* _What is expected_:
Could every entry be set down once more, exactly as given?
*****
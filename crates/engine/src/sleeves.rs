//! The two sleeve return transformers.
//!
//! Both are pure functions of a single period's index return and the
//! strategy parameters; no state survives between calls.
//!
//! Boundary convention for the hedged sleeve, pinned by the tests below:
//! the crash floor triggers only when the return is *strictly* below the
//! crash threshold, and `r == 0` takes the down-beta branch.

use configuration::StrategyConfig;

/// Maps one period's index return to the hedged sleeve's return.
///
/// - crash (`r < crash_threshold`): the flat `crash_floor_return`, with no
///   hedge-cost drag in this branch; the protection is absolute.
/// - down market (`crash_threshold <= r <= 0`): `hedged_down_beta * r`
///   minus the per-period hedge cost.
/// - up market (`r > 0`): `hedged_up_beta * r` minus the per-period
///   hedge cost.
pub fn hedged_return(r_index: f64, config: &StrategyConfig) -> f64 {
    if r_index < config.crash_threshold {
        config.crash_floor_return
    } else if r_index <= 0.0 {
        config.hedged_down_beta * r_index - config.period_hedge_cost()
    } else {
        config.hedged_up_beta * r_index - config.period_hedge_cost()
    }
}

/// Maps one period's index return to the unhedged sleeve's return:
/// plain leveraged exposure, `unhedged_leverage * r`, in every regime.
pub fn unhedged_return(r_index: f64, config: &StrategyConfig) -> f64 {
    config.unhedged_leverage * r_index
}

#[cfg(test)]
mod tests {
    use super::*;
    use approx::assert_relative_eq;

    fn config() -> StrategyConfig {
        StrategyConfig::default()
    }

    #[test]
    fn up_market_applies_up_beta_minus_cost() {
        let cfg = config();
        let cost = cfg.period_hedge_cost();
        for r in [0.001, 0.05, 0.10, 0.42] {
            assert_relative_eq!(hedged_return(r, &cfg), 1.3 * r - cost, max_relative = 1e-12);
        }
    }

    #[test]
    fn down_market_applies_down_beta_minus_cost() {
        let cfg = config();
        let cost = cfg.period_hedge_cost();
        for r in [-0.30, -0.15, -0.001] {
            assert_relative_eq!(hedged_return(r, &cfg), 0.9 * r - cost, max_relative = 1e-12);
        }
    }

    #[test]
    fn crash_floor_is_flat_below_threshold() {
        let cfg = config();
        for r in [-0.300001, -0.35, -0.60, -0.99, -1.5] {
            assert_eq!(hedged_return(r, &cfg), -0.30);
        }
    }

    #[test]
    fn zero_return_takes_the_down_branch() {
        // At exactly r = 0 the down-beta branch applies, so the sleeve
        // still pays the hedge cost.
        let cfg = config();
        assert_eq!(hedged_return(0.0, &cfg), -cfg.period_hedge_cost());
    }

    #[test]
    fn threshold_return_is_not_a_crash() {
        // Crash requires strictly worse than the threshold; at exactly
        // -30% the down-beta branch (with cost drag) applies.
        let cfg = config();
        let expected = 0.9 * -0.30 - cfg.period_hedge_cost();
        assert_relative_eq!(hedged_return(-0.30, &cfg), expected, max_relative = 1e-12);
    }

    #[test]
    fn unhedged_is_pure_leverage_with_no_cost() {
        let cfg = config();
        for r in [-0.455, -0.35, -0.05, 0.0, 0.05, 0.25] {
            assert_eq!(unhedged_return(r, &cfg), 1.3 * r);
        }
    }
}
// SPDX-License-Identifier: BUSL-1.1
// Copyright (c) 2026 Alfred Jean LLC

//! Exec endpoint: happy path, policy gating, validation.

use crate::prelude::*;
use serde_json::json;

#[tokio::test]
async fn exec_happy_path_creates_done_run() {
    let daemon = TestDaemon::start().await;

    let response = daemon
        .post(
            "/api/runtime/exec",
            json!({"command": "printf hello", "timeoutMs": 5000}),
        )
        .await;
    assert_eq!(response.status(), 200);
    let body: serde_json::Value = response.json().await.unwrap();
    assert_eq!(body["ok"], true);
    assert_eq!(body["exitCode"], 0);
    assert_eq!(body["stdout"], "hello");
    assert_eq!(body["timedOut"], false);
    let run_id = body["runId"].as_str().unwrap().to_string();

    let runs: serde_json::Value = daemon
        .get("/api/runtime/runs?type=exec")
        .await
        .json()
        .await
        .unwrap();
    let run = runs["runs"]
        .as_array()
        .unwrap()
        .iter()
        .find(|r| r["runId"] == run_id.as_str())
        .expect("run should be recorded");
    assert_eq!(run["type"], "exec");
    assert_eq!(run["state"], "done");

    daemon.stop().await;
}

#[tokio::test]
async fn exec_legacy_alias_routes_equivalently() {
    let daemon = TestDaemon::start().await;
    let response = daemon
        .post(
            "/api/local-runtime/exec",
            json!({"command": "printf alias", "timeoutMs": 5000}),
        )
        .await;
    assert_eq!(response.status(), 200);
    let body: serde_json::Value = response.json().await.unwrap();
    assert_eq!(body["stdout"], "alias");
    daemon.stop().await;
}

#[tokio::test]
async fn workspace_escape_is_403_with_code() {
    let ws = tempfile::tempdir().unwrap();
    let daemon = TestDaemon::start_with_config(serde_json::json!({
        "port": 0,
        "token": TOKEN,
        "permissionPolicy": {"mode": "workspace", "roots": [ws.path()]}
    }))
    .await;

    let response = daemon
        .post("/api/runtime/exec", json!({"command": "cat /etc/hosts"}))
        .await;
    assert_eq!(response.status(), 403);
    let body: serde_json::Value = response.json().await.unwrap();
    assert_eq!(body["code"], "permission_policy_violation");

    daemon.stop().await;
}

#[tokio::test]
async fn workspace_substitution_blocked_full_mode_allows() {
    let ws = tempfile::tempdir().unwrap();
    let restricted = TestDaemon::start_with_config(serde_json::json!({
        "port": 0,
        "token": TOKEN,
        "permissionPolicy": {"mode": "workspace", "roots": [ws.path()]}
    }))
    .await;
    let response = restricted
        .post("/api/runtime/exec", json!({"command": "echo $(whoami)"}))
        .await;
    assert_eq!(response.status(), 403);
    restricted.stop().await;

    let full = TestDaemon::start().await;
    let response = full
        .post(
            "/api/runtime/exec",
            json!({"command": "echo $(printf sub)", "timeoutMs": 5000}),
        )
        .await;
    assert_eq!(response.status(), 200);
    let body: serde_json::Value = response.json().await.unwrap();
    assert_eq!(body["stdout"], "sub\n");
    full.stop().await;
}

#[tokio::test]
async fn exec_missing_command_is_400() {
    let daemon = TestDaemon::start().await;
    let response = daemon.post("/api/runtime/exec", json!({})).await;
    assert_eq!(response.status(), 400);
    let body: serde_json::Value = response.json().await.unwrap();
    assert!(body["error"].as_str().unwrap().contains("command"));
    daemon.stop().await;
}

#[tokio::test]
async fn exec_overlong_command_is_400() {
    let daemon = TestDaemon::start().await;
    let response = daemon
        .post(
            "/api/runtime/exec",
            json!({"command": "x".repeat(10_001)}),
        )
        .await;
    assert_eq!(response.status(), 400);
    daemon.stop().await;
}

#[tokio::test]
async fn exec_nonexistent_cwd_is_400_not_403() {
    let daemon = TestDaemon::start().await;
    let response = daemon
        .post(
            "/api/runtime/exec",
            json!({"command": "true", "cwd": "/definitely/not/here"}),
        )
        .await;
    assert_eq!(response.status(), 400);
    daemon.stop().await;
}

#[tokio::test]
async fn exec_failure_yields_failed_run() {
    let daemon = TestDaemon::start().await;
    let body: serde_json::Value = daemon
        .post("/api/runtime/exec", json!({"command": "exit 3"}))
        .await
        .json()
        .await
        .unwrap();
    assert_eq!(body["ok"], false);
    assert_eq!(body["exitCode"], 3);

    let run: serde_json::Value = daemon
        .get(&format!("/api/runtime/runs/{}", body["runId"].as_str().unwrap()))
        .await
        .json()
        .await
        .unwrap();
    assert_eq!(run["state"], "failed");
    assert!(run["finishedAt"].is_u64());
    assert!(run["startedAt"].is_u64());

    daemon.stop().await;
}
*****
* _Reply to the exercise_:
filename crates/engine/src/sleeves.rs
//! The two sleeve return transformers.
//!
//! Both are pure functions of a single period's index return and the
//! strategy parameters; no state survives between calls.
//!
//! Boundary convention for the hedged sleeve, pinned by the tests below:
//! the crash floor triggers only when the return is *strictly* below the
//! crash threshold, and `r == 0` takes the down-beta branch.

use configuration::StrategyConfig;

/// Maps one period's index return to the hedged sleeve's return.
///
/// - crash (`r < crash_threshold`): the flat `crash_floor_return`, with no
///   hedge-cost drag in this branch; the protection is absolute.
/// - down market (`crash_threshold <= r <= 0`): `hedged_down_beta * r`
///   minus the per-period hedge cost.
/// - up market (`r > 0`): `hedged_up_beta * r` minus the per-period
///   hedge cost.
pub fn hedged_return(r_index: f64, config: &StrategyConfig) -> f64 {
    if r_index < config.crash_threshold {
        config.crash_floor_return
    } else if r_index <= 0.0 {
        config.hedged_down_beta * r_index - config.period_hedge_cost()
    } else {
        config.hedged_up_beta * r_index - config.period_hedge_cost()
    }
}

/// Maps one period's index return to the unhedged sleeve's return:
/// plain leveraged exposure, `unhedged_leverage * r`, in every regime.
pub fn unhedged_return(r_index: f64, config: &StrategyConfig) -> f64 {
    config.unhedged_leverage * r_index
}

#[cfg(test)]
mod tests {
    use super::*;
    use approx::assert_relative_eq;

    fn config() -> StrategyConfig {
        StrategyConfig::default()
    }

    #[test]
    fn up_market_applies_up_beta_minus_cost() {
        let cfg = config();
        let cost = cfg.period_hedge_cost();
        for r in [0.001, 0.05, 0.10, 0.42] {
            assert_relative_eq!(hedged_return(r, &cfg), 1.3 * r - cost, max_relative = 1e-12);
        }
    }

    #[test]
    fn down_market_applies_down_beta_minus_cost() {
        let cfg = config();
        let cost = cfg.period_hedge_cost();
        for r in [-0.30, -0.15, -0.001] {
            assert_relative_eq!(hedged_return(r, &cfg), 0.9 * r - cost, max_relative = 1e-12);
        }
    }

    #[test]
    fn crash_floor_is_flat_below_threshold() {
        let cfg = config();
        for r in [-0.300001, -0.35, -0.60, -0.99, -1.5] {
            assert_eq!(hedged_return(r, &cfg), -0.30);
        }
    }

    #[test]
    fn zero_return_takes_the_down_branch() {
        // At exactly r = 0 the down-beta branch applies, so the sleeve
        // still pays the hedge cost.
        let cfg = config();
        assert_eq!(hedged_return(0.0, &cfg), -cfg.period_hedge_cost());
    }

    #[test]
    fn threshold_return_is_not_a_crash() {
        // Crash requires strictly worse than the threshold; at exactly
        // -30% the down-beta branch (with cost drag) applies.
        let cfg = config();
        let expected = 0.9 * -0.30 - cfg.period_hedge_cost();
        assert_relative_eq!(hedged_return(-0.30, &cfg), expected, max_relative = 1e-12);
    }

    #[test]
    fn unhedged_is_pure_leverage_with_no_cost() {
        let cfg = config();
        for r in [-0.455, -0.35, -0.05, 0.0, 0.05, 0.25] {
            assert_eq!(unhedged_return(r, &cfg), 1.3 * r);
        }
    }
}
// SPDX-License-Identifier: BUSL-1.1
// Copyright (c) 2026 Alfred Jean LLC

//! Exec endpoint: happy path, policy gating, validation.

use crate::prelude::*;
use serde_json::json;

#[tokio::test]
async fn exec_happy_path_creates_done_run() {
    let daemon = TestDaemon::start().await;

    let response = daemon
        .post(
            "/api/runtime/exec",
            json!({"command": "printf hello", "timeoutMs": 5000}),
        )
        .await;
    assert_eq!(response.status(), 200);
    let body: serde_json::Value = response.json().await.unwrap();
    assert_eq!(body["ok"], true);
    assert_eq!(body["exitCode"], 0);
    assert_eq!(body["stdout"], "hello");
    assert_eq!(body["timedOut"], false);
    let run_id = body["runId"].as_str().unwrap().to_string();

    let runs: serde_json::Value = daemon
        .get("/api/runtime/runs?type=exec")
        .await
        .json()
        .await
        .unwrap();
    let run = runs["runs"]
        .as_array()
        .unwrap()
        .iter()
        .find(|r| r["runId"] == run_id.as_str())
        .expect("run should be recorded");
    assert_eq!(run["type"], "exec");
    assert_eq!(run["state"], "done");

    daemon.stop().await;
}

#[tokio::test]
async fn exec_legacy_alias_routes_equivalently() {
    let daemon = TestDaemon::start().await;
    let response = daemon
        .post(
            "/api/local-runtime/exec",
            json!({"command": "printf alias", "timeoutMs": 5000}),
        )
        .await;
    assert_eq!(response.status(), 200);
    let body: serde_json::Value = response.json().await.unwrap();
    assert_eq!(body["stdout"], "alias");
    daemon.stop().await;
}

#[tokio::test]
async fn workspace_escape_is_403_with_code() {
    let ws = tempfile::tempdir().unwrap();
    let daemon = TestDaemon::start_with_config(serde_json::json!({
        "port": 0,
        "token": TOKEN,
        "permissionPolicy": {"mode": "workspace", "roots": [ws.path()]}
    }))
    .await;

    let response = daemon
        .post("/api/runtime/exec", json!({"command": "cat /etc/hosts"}))
        .await;
    assert_eq!(response.status(), 403);
    let body: serde_json::Value = response.json().await.unwrap();
    assert_eq!(body["code"], "permission_policy_violation");

    daemon.stop().await;
}

#[tokio::test]
async fn workspace_substitution_blocked_full_mode_allows() {
    let ws = tempfile::tempdir().unwrap();
    let restricted = TestDaemon::start_with_config(serde_json::json!({
        "port": 0,
        "token": TOKEN,
        "permissionPolicy": {"mode": "workspace", "roots": [ws.path()]}
    }))
    .await;
    let response = restricted
        .post("/api/runtime/exec", json!({"command": "echo $(whoami)"}))
        .await;
    assert_eq!(response.status(), 403);
    restricted.stop().await;

    let full = TestDaemon::start().await;
    let response = full
        .post(
            "/api/runtime/exec",
            json!({"command": "echo $(printf sub)", "timeoutMs": 5000}),
        )
        .await;
    assert_eq!(response.status(), 200);
    let body: serde_json::Value = response.json().await.unwrap();
    assert_eq!(body["stdout"], "sub\n");
    full.stop().await;
}

#[tokio::test]
async fn exec_missing_command_is_400() {
    let daemon = TestDaemon::start().await;
    let response = daemon.post("/api/runtime/exec", json!({})).await;
    assert_eq!(response.status(), 400);
    let body: serde_json::Value = response.json().await.unwrap();
    assert!(body["error"].as_str().unwrap().contains("command"));
    daemon.stop().await;
}

#[tokio::test]
async fn exec_overlong_command_is_400() {
    let daemon = TestDaemon::start().await;
    let response = daemon
        .post(
            "/api/runtime/exec",
            json!({"command": "x".repeat(10_001)}),
        )
        .await;
    assert_eq!(response.status(), 400);
    daemon.stop().await;
}

#[tokio::test]
async fn exec_nonexistent_cwd_is_400_not_403() {
    let daemon = TestDaemon::start().await;
    let response = daemon
        .post(
            "/api/runtime/exec",
            json!({"command": "true", "cwd": "/definitely/not/here"}),
        )
        .await;
    assert_eq!(response.status(), 400);
    daemon.stop().await;
}

#[tokio::test]
async fn exec_failure_yields_failed_run() {
    let daemon = TestDaemon::start().await;
    let body: serde_json::Value = daemon
        .post("/api/runtime/exec", json!({"command": "exit 3"}))
        .await
        .json()
        .await
        .unwrap();
    assert_eq!(body["ok"], false);
    assert_eq!(body["exitCode"], 3);

    let run: serde_json::Value = daemon
        .get(&format!("/api/runtime/runs/{}", body["runId"].as_str().unwrap()))
        .await
        .json()
        .await
        .unwrap();
    assert_eq!(run["state"], "failed");
    assert!(run["finishedAt"].is_u64());
    assert!(run["startedAt"].is_u64());

    daemon.stop().await;
}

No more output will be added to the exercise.